A metáfora de Tsing avança uma frente científica transdisciplinar que investiga a aceleração da interferência humana sobre os ecossistemas. Nessa frente, a história de nossas economias e o futuro de suas relações com a biodiversidade e cultura são debates inescapáveis.

Quando examinei essa metáfora com minha lupa de biólogo, vi que a professora da Califórnia teve um insight poderoso que conecta cientistas sociais, cientistas naturais focados na conservação de espécies e economistas a valorar serviços ecossistêmicos. Essa perspectiva antropológica tira da zona de conforto a nova ciência de redes socioecológicas e outras abordagens para o estudo de bioeconomias.

As ruínas remetem a uma imagem de terra arrasada. Biologicamente, essa imagem funciona. As paisagens antropogênicas estão sob alta vulnerabilidade biológica e social, resultantes de múltiplos ciclos econômicos que predaram ecossistemas para gerar riquezas. Um dos motores dessa vulnerabilidade foi o desmatamento que eliminou e fragmentou habitats nativos em todos os biomas brasileiros, isolando a biodiversidade como ilhas desconectadas em um oceano de plantações, pastos, áreas de mineração e cidades.

Nas ilhas de biodiversidade, o processo pouco discutido da defaunação – a extinção local de animais que cumprem papéis ecológicos centrais, como grandes herbívoros, polinizadores e dispersores de sementes –colocou muitos ecossistemas em rota de colapso.

O risco de colapsos ecossistêmicos generalizados torna urgente a implantação de corredores ecológicos para restaurar a conectividade biológica das paisagens.
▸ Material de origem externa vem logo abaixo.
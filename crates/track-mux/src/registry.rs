use std::{
    collections::{BTreeSet, HashMap, HashSet},
    sync::Arc,
    time::Instant,
};

use parking_lot::RwLock;

use crate::session::{SessionId, SessionTransport};

/// Live client sessions and the keyword each one tracks.
///
/// A single lock guards every entry so readers always observe one consistent snapshot of the
/// filter set. The registry never owns the socket behind a transport; dropping an entry only
/// drops this handle to it.
#[derive(Default)]
pub struct SessionRegistry {
    sessions: RwLock<HashMap<SessionId, SessionEntry>>,
}

struct SessionEntry {
    filter: Option<String>,
    transport: Option<Arc<dyn SessionTransport>>,
    created_at: Instant,
}

impl SessionEntry {
    fn new() -> Self {
        Self {
            filter: None,
            transport: None,
            created_at: Instant::now(),
        }
    }
}

/// Lowercases and trims a client keyword. Returns `None` for keywords that would match
/// everything.
pub fn normalize_keyword(keyword: &str) -> Option<String> {
    let normalized = keyword.trim().to_lowercase();
    if normalized.is_empty() {
        None
    } else {
        Some(normalized)
    }
}

impl SessionRegistry {
    pub fn new() -> Self {
        Self::default()
    }

    /// Creates a session without a filter, or replaces the transport of an existing one.
    pub fn attach(&self, session_id: SessionId, transport: Arc<dyn SessionTransport>) {
        self.sessions
            .write()
            .entry(session_id)
            .or_insert_with(SessionEntry::new)
            .transport = Some(transport);
    }

    /// Sets the session's filter, creating the session when it is unknown. A blank keyword
    /// clears the filter. Returns whether the merged filter set changed.
    pub fn register(&self, session_id: &SessionId, keyword: &str) -> bool {
        let filter = normalize_keyword(keyword);
        let mut guard = self.sessions.write();
        let before = merged_filters(&guard);
        guard
            .entry(session_id.clone())
            .or_insert_with(SessionEntry::new)
            .filter = filter;
        before != merged_filters(&guard)
    }

    /// Removes the session. Returns whether the merged filter set changed; absent ids are a
    /// no-op.
    pub fn unregister(&self, session_id: &SessionId) -> bool {
        let mut guard = self.sessions.write();
        let Some(removed) = guard.remove(session_id) else {
            return false;
        };
        match removed.filter {
            Some(filter) => !guard
                .values()
                .any(|entry| entry.filter.as_deref() == Some(filter.as_str())),
            None => false,
        }
    }

    /// Drops every session created before `taken_at` whose id is missing from `live`, the set
    /// of open sockets observed at `taken_at`. Returns whether the merged filter set changed.
    pub fn retain(&self, live: &HashSet<SessionId>, taken_at: Instant) -> bool {
        let mut guard = self.sessions.write();
        let before = merged_filters(&guard);
        guard.retain(|id, entry| live.contains(id) || entry.created_at > taken_at);
        before != merged_filters(&guard)
    }

    /// Deduplicated set of every session filter at this instant.
    pub fn snapshot_filters(&self) -> BTreeSet<String> {
        merged_filters(&self.sessions.read())
    }

    pub fn is_empty(&self) -> bool {
        self.sessions.read().is_empty()
    }

    pub fn len(&self) -> usize {
        self.sessions.read().len()
    }

    pub fn contains(&self, session_id: &SessionId) -> bool {
        self.sessions.read().contains_key(session_id)
    }

    pub fn filter(&self, session_id: &SessionId) -> Option<String> {
        self.sessions
            .read()
            .get(session_id)
            .and_then(|entry| entry.filter.clone())
    }

    pub fn transport(&self, session_id: &SessionId) -> Option<Arc<dyn SessionTransport>> {
        self.sessions
            .read()
            .get(session_id)
            .and_then(|entry| entry.transport.clone())
    }

    /// Sessions whose filter occurs as a substring of `text`, which must already be
    /// lowercased.
    pub fn matching(&self, text: &str) -> Vec<SessionId> {
        let mut matched: Vec<SessionId> = self
            .sessions
            .read()
            .iter()
            .filter(|(_, entry)| {
                entry
                    .filter
                    .as_deref()
                    .is_some_and(|filter| text.contains(filter))
            })
            .map(|(id, _)| id.clone())
            .collect();
        matched.sort();
        matched
    }

    pub fn clear(&self) {
        self.sessions.write().clear();
    }
}

fn merged_filters(sessions: &HashMap<SessionId, SessionEntry>) -> BTreeSet<String> {
    sessions
        .values()
        .filter_map(|entry| entry.filter.clone())
        .collect()
}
Desde a fundação da biologia da conservação, essa ideia foi enfatizada pelo biólogo Michael Soulé (falecido em 2020) e muitos outros. Tsing vai além e invoca uma concepção de corredores que abrace as ciências humanas para reconectar mais holisticamente natureza, sociedade e economia.

Integrar perspectivas das ciências humanas na interface entre conservação e bioeconomia é crucial, uma vez que a ação antrópica segue não somente pulverizando a diversidade biológica, mas estraçalha a diversidade sociocultural em seus aspectos étnicos, linguísticos e artísticos. Com isso, desaparecem modos de vida, economias e conhecimentos locais associados a ecossistemas íntegros.

A homogeneização biocultural, a marca maior do Antropoceno, também contribui substancialmente para a desigualdade social. A ciência contra-hegemônica de resistência busca compreender e manejar a diversidade biológica e social e suas conectividades. Essa é a base de uma visão de redes socioecológicas para a transformação territorial. A grande questão é: como reconectar as ruínas, ligando espécies, empreendimentos e comunidades para integrar ecossistemas e bioeconomias baseadas em biodiversidade, inclusão e cultura?

Matematicamente, um sistema socioecológico pode ser modelado como uma rede multicamadas que descreve fluxos de recursos e serviços entre o ecossistema e a estrutura socioprodutiva formada por instituições públicas, comunidades e empresas. Extração de madeira, nutrientes do solo transformados em produtos agrícolas e água captada para criação de gado são exemplos de fluxos ocorrendo nessa rede que conecta sociedade e natureza.

Os componentes da rede socioecológica – plantações, pastos, reservas florestais, áreas agroindustriais ou agricultura familiar – têm objetivos diversos e frequentemente antagônicos. Reconexões criativas entre processos, pessoas e organizações que reconciliem conflitos dentro da rede podem pôr em sinergia ecologia, economia e cultura.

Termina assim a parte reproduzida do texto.